Silicon comes in lots of different grades, and while the higher-end stuff used by thesolarindustry is getting cheaper, it’s still a lot more expensive than its coarser cousin, so-called “metallurgical-grade” silicon. Turning this material into solar cells could be a profitable business model -- and Sunpreme just got $50 million to pursue it.
The Shanghai and Sunnyvale, Calif.-based startup plans to spend the money building a factory in Jiaxing, China to churn out 30 megawatts per year of Sunpreme’s “SmartSilicon” cells. The cells, based on patents filed in the United States (one of three has been granted), are to be cheap, high efficiency and made on “largely industrial standard production equipment,” according to Sunpreme’s Monday statement, which named the World Bank’s International Finance Corp., Capricorn Investment Group and Tsing Capital’s China Environment Fund as investors.
Sunpreme didn’t highlight its use of upgraded metallurgical-grade silicon (UMG) in its press release, but its patents detail a process for upgrading the stuff in a furnace without gasification, by melting and forming it into ingots, slicing those into multiple wafers, and…well, I’ll let this patent application describe it: “depositing an aluminum layer on backside of each wafer; depositing a layer of hydrogenated silicon nitride on front surface of each wafer; annealing the wafers at elevated temperature; removing the hydrogenated silicon nitride; and removing the aluminum layer.”
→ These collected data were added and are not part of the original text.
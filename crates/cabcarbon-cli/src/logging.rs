//! Process logging: colored stderr plus an append-only plain-text log file.

use std::ffi::OsStr;
use std::fs;
use std::path::Path;

use tracing_appender::non_blocking::WorkerGuard;
use tracing_subscriber::filter::Directive;
use tracing_subscriber::fmt::format::FmtSpan;
use tracing_subscriber::layer::SubscriberExt;
use tracing_subscriber::util::SubscriberInitExt;
use tracing_subscriber::{fmt, EnvFilter, Layer};

use crate::error::CliError;

/// Install the global subscriber. Keep the returned guard alive until exit
/// so buffered file lines are flushed.
pub fn init(log_file: &Path) -> Result<WorkerGuard, CliError> {
    let log_dir = match log_file.parent() {
        Some(dir) if !dir.as_os_str().is_empty() => dir,
        _ => Path::new("."),
    };
    fs::create_dir_all(log_dir)?;
    let file_name = log_file
        .file_name()
        .unwrap_or_else(|| OsStr::new("cabcarbon.log"));

    let file_appender = tracing_appender::rolling::never(log_dir, file_name);
    let (non_blocking_file, guard) = tracing_appender::non_blocking(file_appender);

    let stderr_layer = fmt::layer()
        .with_target(false)
        .with_ansi(true)
        .with_writer(std::io::stderr)
        .with_filter(env_filter("RUST_LOG", "info")?);

    let file_layer = fmt::layer()
        .with_target(true)
        .with_ansi(false)
        .with_span_events(FmtSpan::CLOSE)
        .with_writer(non_blocking_file)
        .with_filter(env_filter("CABCARBON_LOG", "debug")?);

    tracing_subscriber::registry()
        .with(stderr_layer)
        .with(file_layer)
        .try_init()
        .map_err(|error| CliError::Logging(error.to_string()))?;

    Ok(guard)
}

fn env_filter(variable: &str, default_level: &str) -> Result<EnvFilter, CliError> {
    let directive = default_level
        .parse::<Directive>()
        .map_err(|error| CliError::Logging(error.to_string()))?;
    Ok(EnvFilter::from_env(variable).add_directive(directive))
}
The expected efficiency of solar cells made in such a manner isn’t specified, though the patent application does claim they’ll be “comparable [to] and even surpass thin-film solar cells.” In other words, pretty good, though still not as efficient as the best polysilicon solar cells out there.
Other companies have been trying to bring UMG into the solar market. CaliSolar has been working on UMG solar cells for some time, raising $102 million in 2008 to build a factory in California, back when UMG silicon was about one-sixth the price of the higher-grade polysilicon going into the solar industry.
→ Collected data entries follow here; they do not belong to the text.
use std::fmt::{Display, Formatter};
use std::str::FromStr;

use serde::{Deserialize, Serialize};

use crate::ValidationError;

/// Taxi operator category. Each fleet publishes its own trip files with
/// its own timestamp column prefix.
#[derive(Debug, Clone, Copy, PartialEq, Eq, Hash, PartialOrd, Ord, Serialize, Deserialize)]
#[serde(rename_all = "lowercase")]
pub enum Fleet {
    Yellow,
    Green,
}

impl Fleet {
    /// Processing order used by every stage.
    pub const ALL: [Fleet; 2] = [Fleet::Yellow, Fleet::Green];

    pub const fn as_str(self) -> &'static str {
        match self {
            Self::Yellow => "yellow",
            Self::Green => "green",
        }
    }

    /// Name of the fleet's trip table in the warehouse.
    pub const fn table_name(self) -> &'static str {
        match self {
            Self::Yellow => "yellow_tripdata",
            Self::Green => "green_tripdata",
        }
    }

    /// Scratch table the cleaner builds before renaming it over [`Self::table_name`].
    pub const fn clean_table_name(self) -> &'static str {
        match self {
            Self::Yellow => "yellow_tripdata_clean",
            Self::Green => "green_tripdata_clean",
        }
    }

    /// Pickup timestamp column as published by the fleet.
    pub const fn source_pickup_column(self) -> &'static str {
        match self {
            Self::Yellow => "tpep_pickup_datetime",
            Self::Green => "lpep_pickup_datetime",
        }
    }

    /// Dropoff timestamp column as published by the fleet.
    pub const fn source_dropoff_column(self) -> &'static str {
        match self {
            Self::Yellow => "tpep_dropoff_datetime",
            Self::Green => "lpep_dropoff_datetime",
        }
    }

    /// Key into the emissions reference table.
    pub const fn vehicle_class(self) -> &'static str {
        match self {
            Self::Yellow => "yellow_taxi",
            Self::Green => "green_taxi",
        }
    }

    pub fn parse(input: &str) -> Result<Self, ValidationError> {
        match input.trim().to_ascii_lowercase().as_str() {
            "yellow" => Ok(Self::Yellow),
            "green" => Ok(Self::Green),
            _ => Err(ValidationError::InvalidFleet {
                value: input.to_owned(),
            }),
        }
    }
}

impl Display for Fleet {
    fn fmt(&self, f: &mut Formatter<'_>) -> std::fmt::Result {
        f.write_str(self.as_str())
    }
}

impl FromStr for Fleet {
    type Err = ValidationError;

    fn from_str(s: &str) -> Result<Self, Self::Err> {
        Self::parse(s)
    }
}

#[cfg(test)]
mod tests {
    use super::*;

    #[test]
    fn parses_case_insensitively() {
        assert_eq!(Fleet::parse(" Yellow ").expect("fleet"), Fleet::Yellow);
        assert_eq!("GREEN".parse::<Fleet>().expect("fleet"), Fleet::Green);
    }

    #[test]
    fn rejects_unknown_fleet() {
        let err = Fleet::parse("fhv").expect_err("must fail");
        assert!(matches!(err, ValidationError::InvalidFleet { .. }));
    }

    #[test]
    fn source_columns_carry_fleet_prefix() {
        assert_eq!(Fleet::Yellow.source_pickup_column(), "tpep_pickup_datetime");
        assert_eq!(Fleet::Green.source_dropoff_column(), "lpep_dropoff_datetime");
    }
}
//! Load monthly trip files and the emissions factors into the warehouse.

use std::time::Duration;

use cabcarbon_core::report::{fleet_title, format_decimal, format_thousands};
use cabcarbon_warehouse::{period_sources, TableSummary, Warehouse};
use serde_json::json;
use tracing::{error, info_span};

use crate::cli::LoadArgs;
use crate::error::CliError;

use super::StageReport;

pub fn run(warehouse: &Warehouse, args: &LoadArgs) -> Result<StageReport, CliError> {
    let _stage = info_span!("stage", name = "load").entered();
    let mut report = StageReport::new("load");
    let delay = Duration::from_secs(args.fetch_delay_secs);
    let fleets = args.fleets.selected();

    let mut loads = Vec::new();
    for &fleet in &fleets {
        let sources = period_sources(&args.base_url, fleet, args.start_year, args.end_year)?;
        match warehouse.load_fleet(fleet, &sources, delay) {
            Ok(load) => {
                report.line(format!(
                    "{}: loaded {} of {} months, {} rows",
                    fleet_title(fleet),
                    load.loaded.len(),
                    sources.len(),
                    format_thousands(load.rows_total)
                ));
                for skipped in &load.skipped {
                    report.line(format!("   skipped {}: {}", skipped.period, skipped.reason));
                }
                if load.is_empty() {
                    report.fail(format!("{fleet}: no trip file could be loaded"));
                } else {
                    report.fleets.push(fleet);
                }
                loads.push(load);
            }
            Err(failure) => {
                error!(fleet = %fleet, error = %failure, "loading fleet failed");
                report.fail(format!("{fleet}: {failure}"));
            }
        }
    }

    let emissions_factors = match warehouse.load_emissions_factors(&args.emissions_csv) {
        Ok(rows) => {
            report.line(format!(
                "Loaded {rows} emissions factors from {}",
                args.emissions_csv.display()
            ));
            Some(rows)
        }
        Err(failure) => {
            error!(
                path = %args.emissions_csv.display(),
                error = %failure,
                "failed to load emissions factors"
            );
            report.fail(format!("emissions factors: {failure}"));
            None
        }
    };

    let mut summaries = Vec::new();
    for &fleet in &fleets {
        match warehouse.summarize_fleet(fleet) {
            Ok(Some(summary)) => {
                report.lines.extend(summary_lines(&summary));
                summaries.push(summary);
            }
            Ok(None) => report.line(format!("{}: No data loaded", fleet.table_name())),
            Err(failure) => report.fail(format!("could not summarize {fleet}: {failure}")),
        }
    }

    report.data = json!({
        "fleets": loads,
        "emissions_factors": emissions_factors,
        "summaries": summaries,
    });
    let produced = !report.fleets.is_empty();
    Ok(report.finish(produced))
}

fn or_na(value: Option<f64>, decimals: usize) -> String {
    value.map_or_else(|| String::from("n/a"), |value| format_decimal(value, decimals))
}

/// Descriptive block of one table.
pub fn summary_lines(summary: &TableSummary) -> Vec<String> {
    vec![
        format!("--- Summary for {} ---", summary.table),
        format!("Total trips: {}", format_thousands(summary.total_trips)),
        format!(
            "Total passengers: {}",
            format_thousands(summary.total_passengers.max(0) as u64)
        ),
        format!(
            "Average trip distance: {} miles",
            or_na(summary.avg_trip_distance, 2)
        ),
        format!("Average trip time: {} minutes", or_na(summary.avg_trip_minutes, 2)),
        format!(
            "Average passengers per trip: {}",
            or_na(summary.avg_passengers_per_trip, 2)
        ),
        format!("Average total amount: ${}", or_na(summary.avg_total_amount, 2)),
        format!(
            "Pickups from {} to {}",
            summary.earliest_pickup.as_deref().unwrap_or("n/a"),
            summary.latest_pickup.as_deref().unwrap_or("n/a")
        ),
    ]
}

#[cfg(test)]
mod tests {
    use super::*;

    #[test]
    fn summary_block_formats_numbers() {
        let summary = TableSummary {
            table: "yellow_tripdata".into(),
            total_trips: 1_234_567,
            total_passengers: 2_000_000,
            avg_trip_distance: Some(3.456),
            avg_trip_minutes: Some(15.0),
            avg_passengers_per_trip: Some(1.62),
            avg_total_amount: None,
            earliest_pickup: Some("2024-01-01 00:00:05".into()),
            latest_pickup: None,
        };
        let lines = summary_lines(&summary);
        assert_eq!(lines[0], "--- Summary for yellow_tripdata ---");
        assert_eq!(lines[1], "Total trips: 1,234,567");
        assert_eq!(lines[3], "Average trip distance: 3.46 miles");
        assert_eq!(lines[6], "Average total amount: $n/a");
        assert_eq!(lines[7], "Pickups from 2024-01-01 00:00:05 to n/a");
    }
}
But the equation has changed since then. Solar-grade polysilicon prices have fallen by nearly half over the past six months, with no sign of stopping anytime soon. That’s driven down the prices of silicon solar cells and panels, the dynamic that has made cheap, Chinese-made solar panels the price leaders in the market and put increasing pressure on makers of thin-film (non-silicon) solar companies like Solyndra.
UMG solar cells and panels will be facing the same price pressures, with the added burden that they’ll be bringing an even newer product into a market where bankability is considered the supreme virtue. Sunpreme’s high-profile investors could help in that regard.
In the meantime, I’m curious to see how Sunpreme’s no-gasification method pencils out vis-à-vis the efficiency-to-cheapness metric for UMG. “Upgraded” is the key term here -- companies tackling the UMG solar field still have to clean up their raw material before it’s ready to serve. In February, CaliSolar bought Canadian silicon purifying startup 6N Silicon, which had been supplying its product, and has since declined a $275 million federal loan guarantee to accept a cheaper, $75 million offer from the state of Mississippi to bankroll its facility.
Sunpreme’s reliance on industry-standard manufacturing equipment could also help it drive down costs. In that regard, it sounds a bit like startup AQT Solar, which is making CIGS cells at a 15-megawatt manufacturing line using automated dry sputtering equipment from Intevac. Sunpreme didn’t specify what kind of industry-standard gear it planned to use.